AURORA | If it weren’t for athletics, Alton Scales would have had a much different academic career.
The new president of the Community College of Aurora credits his route as an undergraduate at the University of North Texas to his abilities on the track field. His athletic scholarship was the spur for his bachelor’s and eventual master’s degree in manufacturing.
With decades of experience in the higher education field under his belt, Scales says he would have taken a different path.
“If I had not been a gifted athlete, I would have never been able to get into a four-year institution. My athletic performance was not a reflection of what my capacity was. It was a reflection of what my interests were,” Scales said. “If I were to do it again, I’d give my four-year experience for (life) experience and at the end I’d choose a community college.”
That change of heart has a lot to do with Scales’ professional experience in the past three decades. He’s held administrative posts at Edinboro University of Pennsylvania, the Neosho County Community College in Chanute and Ottawa, Kansas and, most recently, as the campus CEO at Colorado Mountain College.
In building a résumé rooted in higher education, Scales said he’s gained a deep appreciation for the intensity, quality and importance of a community college education. It’s an appeal that took him from the world of four-year universities to smaller campuses and non-traditional students, a lure that brought him to his new position as president at CCA.
“The thing that we do really well … is to provide those general education pieces, and to provide them in a way that they integrate well in the four-year institutions,” Scales said. “It has everything to do with the incubation period, smaller classrooms, better preparedness and giving people the opportunity to come into their own.”
At CCA, the range and diversity of the student body makes that effort all the more complicated. With an enrollment for the 2012-13 of about 7,350, CCA counts online students, concurrent enrollment attendees from local high schools and students who commute to the campuses at CentreTech and Lowry among their ranks.
That diversity is bound to increase. According to school officials, CCA is set to see an increase in the number of concurrent enrollment high school students taking college credit. At last count, the number was about 525.
For CCA administrators, that’s meant working more closely with the Aurora Public Schools and Cherry Creek School districts in organizing curriculum and aligning programming for high school juniors and seniors.
“As parents figure out the savings, that you can pick up all your general eds and immerse your student in the college experience … that’s really hard to beat,” Scales said. “When we can have an opportunity to work with them as high school students, we have the opportunity to give them the things that will allow them to succeed once they’re in college full-time.”
In his new role at the college, Scales said he focused on ensuring that the school’s facilities match the demands of a shifting student body. That means completing the CCA Foundation’s expansion project at its Lowry campus, as well as monitoring the content of entry-level English classes.
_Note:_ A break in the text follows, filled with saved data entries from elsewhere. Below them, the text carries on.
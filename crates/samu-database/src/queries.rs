//! 数据库查询操作

use crate::connection::DatabasePool;
use crate::models::*;
use chrono::NaiveDate;
use samu_core::{AuditEvent, Occurrence, Result, SamuError, Vehicle};
use sqlx::{PgConnection, Row};

pub(crate) fn storage_error(e: sqlx::Error) -> SamuError {
    SamuError::Storage(e.to_string())
}

/// 数据库查询操作接口
pub struct DatabaseQueries<'a> {
    pool: &'a DatabasePool,
}

impl<'a> DatabaseQueries<'a> {
    pub fn new(pool: &'a DatabasePool) -> Self {
        Self { pool }
    }

    /// 创建数据库表
    pub async fn create_tables(&self) -> Result<()> {
        let pool = self.pool.pool();

        // 事件表
        sqlx::query(r#"
            CREATE TABLE IF NOT EXISTS occurrences (
                id UUID PRIMARY KEY,
                code VARCHAR(32) NOT NULL,
                state VARCHAR(32) NOT NULL,
                priority SMALLINT NOT NULL,
                regulation_center_id UUID NOT NULL,
                created_at TIMESTAMP WITH TIME ZONE NOT NULL,
                updated_at TIMESTAMP WITH TIME ZONE DEFAULT NOW(),
                document JSONB NOT NULL
            )
        "#).execute(pool).await.map_err(storage_error)?;

        // 车辆表
        sqlx::query(r#"
            CREATE TABLE IF NOT EXISTS vehicles (
                id UUID PRIMARY KEY,
                plate VARCHAR(16) UNIQUE NOT NULL,
                status VARCHAR(32) NOT NULL,
                active BOOLEAN NOT NULL DEFAULT TRUE,
                updated_at TIMESTAMP WITH TIME ZONE DEFAULT NOW(),
                document JSONB NOT NULL
            )
        "#).execute(pool).await.map_err(storage_error)?;

        // 审计表，只追加
        sqlx::query(r#"
            CREATE TABLE IF NOT EXISTS audit_events (
                id UUID PRIMARY KEY,
                sequence BIGINT NOT NULL,
                occurrence_id UUID NOT NULL REFERENCES occurrences(id),
                kind VARCHAR(48) NOT NULL,
                assignment_id UUID,
                patient_id UUID,
                recorded_at TIMESTAMP WITH TIME ZONE NOT NULL,
                document JSONB NOT NULL
            )
        "#).execute(pool).await.map_err(storage_error)?;

        // 显示用流水号计数器，按日重置
        sqlx::query(r#"
            CREATE TABLE IF NOT EXISTS display_code_counters (
                day DATE PRIMARY KEY,
                counter BIGINT NOT NULL
            )
        "#).execute(pool).await.map_err(storage_error)?;

        self.create_indexes().await?;

        tracing::info!("Database tables created successfully");
        Ok(())
    }

    /// 创建数据库索引
    async fn create_indexes(&self) -> Result<()> {
        let pool = self.pool.pool();

        let indexes = vec![
            "CREATE INDEX IF NOT EXISTS idx_occurrences_state ON occurrences(state)",
            "CREATE INDEX IF NOT EXISTS idx_occurrences_priority ON occurrences(priority, created_at)",
            "CREATE INDEX IF NOT EXISTS idx_occurrences_center ON occurrences(regulation_center_id)",
            "CREATE INDEX IF NOT EXISTS idx_occurrences_code ON occurrences(code)",
            "CREATE INDEX IF NOT EXISTS idx_vehicles_status ON vehicles(status)",
            "CREATE INDEX IF NOT EXISTS idx_audit_occurrence ON audit_events(occurrence_id, recorded_at, sequence)",
            "CREATE INDEX IF NOT EXISTS idx_audit_assignment ON audit_events(assignment_id)",
            "CREATE INDEX IF NOT EXISTS idx_audit_patient ON audit_events(patient_id)",
            "CREATE INDEX IF NOT EXISTS idx_audit_kind ON audit_events(kind, recorded_at)",
        ];

        for index_sql in indexes {
            sqlx::query(index_sql)
                .execute(pool)
                .await
                .map_err(storage_error)?;
        }

        tracing::info!("Database indexes created successfully");
        Ok(())
    }

    // ========== 写入 ==========

    /// 写入或更新事件
    pub async fn upsert_occurrence(conn: &mut PgConnection, occurrence: &Occurrence) -> Result<()> {
        let row = DbOccurrence::from_occurrence(occurrence)?;

        sqlx::query(r#"
            INSERT INTO occurrences (id, code, state, priority, regulation_center_id, created_at, document)
            VALUES ($1, $2, $3, $4, $5, $6, $7)
            ON CONFLICT (id) DO UPDATE SET
                state = EXCLUDED.state,
                priority = EXCLUDED.priority,
                document = EXCLUDED.document,
                updated_at = NOW()
        "#)
        .bind(row.id)
        .bind(&row.code)
        .bind(&row.state)
        .bind(row.priority)
        .bind(row.regulation_center_id)
        .bind(row.created_at)
        .bind(&row.document)
        .execute(conn)
        .await
        .map_err(storage_error)?;

        Ok(())
    }

    /// 写入或更新车辆
    pub async fn upsert_vehicle(conn: &mut PgConnection, vehicle: &Vehicle) -> Result<()> {
        let row = DbVehicle::from_vehicle(vehicle)?;

        sqlx::query(r#"
            INSERT INTO vehicles (id, plate, status, active, document)
            VALUES ($1, $2, $3, $4, $5)
            ON CONFLICT (id) DO UPDATE SET
                plate = EXCLUDED.plate,
                status = EXCLUDED.status,
                active = EXCLUDED.active,
                document = EXCLUDED.document,
                updated_at = NOW()
        "#)
        .bind(row.id)
        .bind(&row.plate)
        .bind(&row.status)
        .bind(row.active)
        .bind(&row.document)
        .execute(conn)
        .await
        .map_err(storage_error)?;

        Ok(())
    }

    /// 追加审计事件；重复写入同一事件时忽略
    pub async fn insert_audit_event(conn: &mut PgConnection, event: &AuditEvent) -> Result<()> {
        let row = DbAuditEvent::from_event(event)?;

        sqlx::query(r#"
            INSERT INTO audit_events (id, sequence, occurrence_id, kind, assignment_id, patient_id, recorded_at, document)
            VALUES ($1, $2, $3, $4, $5, $6, $7, $8)
            ON CONFLICT (id) DO NOTHING
        "#)
        .bind(row.id)
        .bind(row.sequence)
        .bind(row.occurrence_id)
        .bind(&row.kind)
        .bind(row.assignment_id)
        .bind(row.patient_id)
        .bind(row.recorded_at)
        .bind(&row.document)
        .execute(conn)
        .await
        .map_err(storage_error)?;

        Ok(())
    }

    /// 取下一个流水号
    pub async fn next_display_counter(&self, day: NaiveDate) -> Result<u64> {
        let pool = self.pool.pool();

        let counter: i64 = sqlx::query(r#"
            INSERT INTO display_code_counters (day, counter) VALUES ($1, 1)
            ON CONFLICT (day) DO UPDATE SET counter = display_code_counters.counter + 1
            RETURNING counter
        "#)
        .bind(day)
        .fetch_one(pool)
        .await
        .map(|row| row.get("counter"))
        .map_err(storage_error)?;

        u64::try_from(counter).map_err(|_| SamuError::Storage(format!("invalid counter {}", counter)))
    }

    // ========== 读取 ==========

    pub async fn load_occurrences(&self) -> Result<Vec<Occurrence>> {
        let pool = self.pool.pool();

        let rows = sqlx::query_as::<_, DbOccurrence>(
            "SELECT id, code, state, priority, regulation_center_id, created_at, document FROM occurrences ORDER BY created_at"
        )
        .fetch_all(pool)
        .await
        .map_err(storage_error)?;

        rows.into_iter().map(Occurrence::try_from).collect()
    }

    pub async fn load_vehicles(&self) -> Result<Vec<Vehicle>> {
        let pool = self.pool.pool();

        let rows = sqlx::query_as::<_, DbVehicle>(
            "SELECT id, plate, status, active, document FROM vehicles ORDER BY plate"
        )
        .fetch_all(pool)
        .await
        .map_err(storage_error)?;

        rows.into_iter().map(Vehicle::try_from).collect()
    }

    pub async fn load_audit_events(&self) -> Result<Vec<AuditEvent>> {
        let pool = self.pool.pool();

        let rows = sqlx::query_as::<_, DbAuditEvent>(
            "SELECT id, sequence, occurrence_id, kind, assignment_id, patient_id, recorded_at, document FROM audit_events ORDER BY recorded_at, sequence"
        )
        .fetch_all(pool)
        .await
        .map_err(storage_error)?;

        rows.into_iter().map(AuditEvent::try_from).collect()
    }

    /// 单个事件的完整审计轨迹
    pub async fn audit_trail(&self, occurrence_id: uuid::Uuid) -> Result<Vec<AuditEvent>> {
        let pool = self.pool.pool();

        let rows = sqlx::query_as::<_, DbAuditEvent>(
            "SELECT id, sequence, occurrence_id, kind, assignment_id, patient_id, recorded_at, document FROM audit_events WHERE occurrence_id = $1 ORDER BY recorded_at, sequence"
        )
        .bind(occurrence_id)
        .fetch_all(pool)
        .await
        .map_err(storage_error)?;

        rows.into_iter().map(AuditEvent::try_from).collect()
    }
}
“Here’s my strategy: Working with the deans, the vice president for instruction, the vice president for student affairs, we’ve come to an agreement that one of the things that we’re going to work on is more training,” Scales said. “It’s training all of our employees, from customer service to faculty.”
A part of that effort includes administrators enrolling in classes, Scales added.
“We’re going to go through the process … I want to know what happens,” Scales said. “We have to be entrenched in what the people we are seeking to serve experience. If we keep hearing that this happens, we need to experience it for ourselves.”
Scales started in his new role at CCA in July, following a nationwide search by the Colorado Community College System. Scales replaced Linda Bowman, who served as CCA president for 12 years.